Given the records below, would you repeat exactly the lines that begin at the one containing "Self::start_with(test_config())" and end at the one containing "only in memory", inclusive?

* Supplied material
________________
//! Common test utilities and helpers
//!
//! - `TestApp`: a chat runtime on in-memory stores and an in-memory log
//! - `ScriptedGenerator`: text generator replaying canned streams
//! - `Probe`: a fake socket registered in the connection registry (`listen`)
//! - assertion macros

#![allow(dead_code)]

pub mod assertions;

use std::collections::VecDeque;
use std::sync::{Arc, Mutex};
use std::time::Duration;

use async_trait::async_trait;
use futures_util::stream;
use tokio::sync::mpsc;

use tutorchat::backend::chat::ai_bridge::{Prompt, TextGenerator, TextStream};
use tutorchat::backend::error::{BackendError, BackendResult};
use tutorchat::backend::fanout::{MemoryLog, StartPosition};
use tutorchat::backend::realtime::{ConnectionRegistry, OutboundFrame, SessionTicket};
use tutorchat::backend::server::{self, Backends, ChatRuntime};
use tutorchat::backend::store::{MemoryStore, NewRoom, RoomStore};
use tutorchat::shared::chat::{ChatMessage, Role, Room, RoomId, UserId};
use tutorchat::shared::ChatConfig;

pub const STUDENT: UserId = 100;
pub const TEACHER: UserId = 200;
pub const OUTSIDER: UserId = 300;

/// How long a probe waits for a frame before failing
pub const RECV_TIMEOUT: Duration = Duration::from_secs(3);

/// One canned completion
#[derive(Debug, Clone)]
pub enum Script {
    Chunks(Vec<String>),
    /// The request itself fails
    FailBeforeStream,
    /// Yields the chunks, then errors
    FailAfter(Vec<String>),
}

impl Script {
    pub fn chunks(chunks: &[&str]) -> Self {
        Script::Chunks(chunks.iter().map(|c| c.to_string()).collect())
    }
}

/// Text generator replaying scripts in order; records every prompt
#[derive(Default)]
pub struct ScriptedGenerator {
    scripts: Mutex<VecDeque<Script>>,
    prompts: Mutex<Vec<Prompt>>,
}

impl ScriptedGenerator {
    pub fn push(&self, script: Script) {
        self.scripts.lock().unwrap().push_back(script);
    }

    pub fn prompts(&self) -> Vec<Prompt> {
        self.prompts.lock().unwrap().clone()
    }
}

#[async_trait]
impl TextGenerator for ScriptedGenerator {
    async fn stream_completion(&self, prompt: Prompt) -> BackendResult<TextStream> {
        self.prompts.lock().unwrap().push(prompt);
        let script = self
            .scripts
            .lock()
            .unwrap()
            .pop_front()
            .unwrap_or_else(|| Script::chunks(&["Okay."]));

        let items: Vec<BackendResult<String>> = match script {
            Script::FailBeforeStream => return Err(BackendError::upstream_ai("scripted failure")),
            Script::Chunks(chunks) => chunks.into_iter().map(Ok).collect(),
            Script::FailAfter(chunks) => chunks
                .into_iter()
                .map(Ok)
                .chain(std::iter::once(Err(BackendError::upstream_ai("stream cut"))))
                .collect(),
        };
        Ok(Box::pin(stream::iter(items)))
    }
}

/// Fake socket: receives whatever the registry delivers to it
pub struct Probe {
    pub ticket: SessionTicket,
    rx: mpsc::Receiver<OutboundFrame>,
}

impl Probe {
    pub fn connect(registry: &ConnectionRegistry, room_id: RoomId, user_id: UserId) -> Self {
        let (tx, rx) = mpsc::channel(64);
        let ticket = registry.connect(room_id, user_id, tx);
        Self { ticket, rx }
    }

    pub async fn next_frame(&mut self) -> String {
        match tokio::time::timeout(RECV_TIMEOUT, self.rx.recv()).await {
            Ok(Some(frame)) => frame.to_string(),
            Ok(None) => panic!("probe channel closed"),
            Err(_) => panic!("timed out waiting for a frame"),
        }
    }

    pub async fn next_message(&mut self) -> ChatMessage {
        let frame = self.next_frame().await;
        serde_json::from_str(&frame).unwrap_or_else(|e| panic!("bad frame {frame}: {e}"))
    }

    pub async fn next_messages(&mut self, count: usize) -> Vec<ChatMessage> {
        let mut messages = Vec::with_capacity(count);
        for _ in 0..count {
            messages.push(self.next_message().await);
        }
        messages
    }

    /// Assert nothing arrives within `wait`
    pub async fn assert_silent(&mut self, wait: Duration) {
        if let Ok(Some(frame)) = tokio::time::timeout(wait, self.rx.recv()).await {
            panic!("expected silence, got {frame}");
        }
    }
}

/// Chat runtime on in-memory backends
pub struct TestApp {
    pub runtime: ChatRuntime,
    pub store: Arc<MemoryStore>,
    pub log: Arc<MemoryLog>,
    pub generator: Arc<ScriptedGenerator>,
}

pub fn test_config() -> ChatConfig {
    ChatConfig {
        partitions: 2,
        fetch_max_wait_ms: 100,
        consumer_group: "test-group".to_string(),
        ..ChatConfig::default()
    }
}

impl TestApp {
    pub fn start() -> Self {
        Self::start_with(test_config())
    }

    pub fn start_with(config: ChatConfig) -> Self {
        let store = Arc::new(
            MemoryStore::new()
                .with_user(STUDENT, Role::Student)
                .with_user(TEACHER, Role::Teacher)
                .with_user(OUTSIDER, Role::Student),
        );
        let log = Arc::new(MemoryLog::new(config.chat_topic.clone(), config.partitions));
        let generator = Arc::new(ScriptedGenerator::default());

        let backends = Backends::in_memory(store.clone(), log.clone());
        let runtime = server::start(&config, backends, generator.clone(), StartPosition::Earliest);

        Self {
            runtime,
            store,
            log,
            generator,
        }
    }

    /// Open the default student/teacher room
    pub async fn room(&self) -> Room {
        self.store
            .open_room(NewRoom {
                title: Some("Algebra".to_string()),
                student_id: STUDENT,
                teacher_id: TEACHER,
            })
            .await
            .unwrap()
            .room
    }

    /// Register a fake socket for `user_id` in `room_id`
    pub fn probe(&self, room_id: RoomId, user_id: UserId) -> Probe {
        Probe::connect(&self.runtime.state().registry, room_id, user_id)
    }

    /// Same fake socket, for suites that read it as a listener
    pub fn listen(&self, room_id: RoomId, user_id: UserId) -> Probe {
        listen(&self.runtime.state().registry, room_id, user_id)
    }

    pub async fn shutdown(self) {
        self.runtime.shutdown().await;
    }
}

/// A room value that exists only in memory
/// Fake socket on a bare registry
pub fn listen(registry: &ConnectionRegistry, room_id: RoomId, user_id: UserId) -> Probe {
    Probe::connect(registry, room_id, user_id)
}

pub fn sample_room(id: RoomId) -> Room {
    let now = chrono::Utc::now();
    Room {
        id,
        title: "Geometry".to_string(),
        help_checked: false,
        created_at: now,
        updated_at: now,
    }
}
________________
* Output
        Self::start_with(test_config())
    }

    pub fn start_with(config: ChatConfig) -> Self {
        let store = Arc::new(
            MemoryStore::new()
                .with_user(STUDENT, Role::Student)
                .with_user(TEACHER, Role::Teacher)
                .with_user(OUTSIDER, Role::Student),
        );
        let log = Arc::new(MemoryLog::new(config.chat_topic.clone(), config.partitions));
        let generator = Arc::new(ScriptedGenerator::default());

        let backends = Backends::in_memory(store.clone(), log.clone());
        let runtime = server::start(&config, backends, generator.clone(), StartPosition::Earliest);

        Self {
            runtime,
            store,
            log,
            generator,
        }
    }

    /// Open the default student/teacher room
    pub async fn room(&self) -> Room {
        self.store
            .open_room(NewRoom {
                title: Some("Algebra".to_string()),
                student_id: STUDENT,
                teacher_id: TEACHER,
            })
            .await
            .unwrap()
            .room
    }

    /// Register a fake socket for `user_id` in `room_id`
    pub fn probe(&self, room_id: RoomId, user_id: UserId) -> Probe {
        Probe::connect(&self.runtime.state().registry, room_id, user_id)
    }

    /// Same fake socket, for suites that read it as a listener
    pub fn listen(&self, room_id: RoomId, user_id: UserId) -> Probe {
        listen(&self.runtime.state().registry, room_id, user_id)
    }

    pub async fn shutdown(self) {
        self.runtime.shutdown().await;
    }
}

/// A room value that exists only in memory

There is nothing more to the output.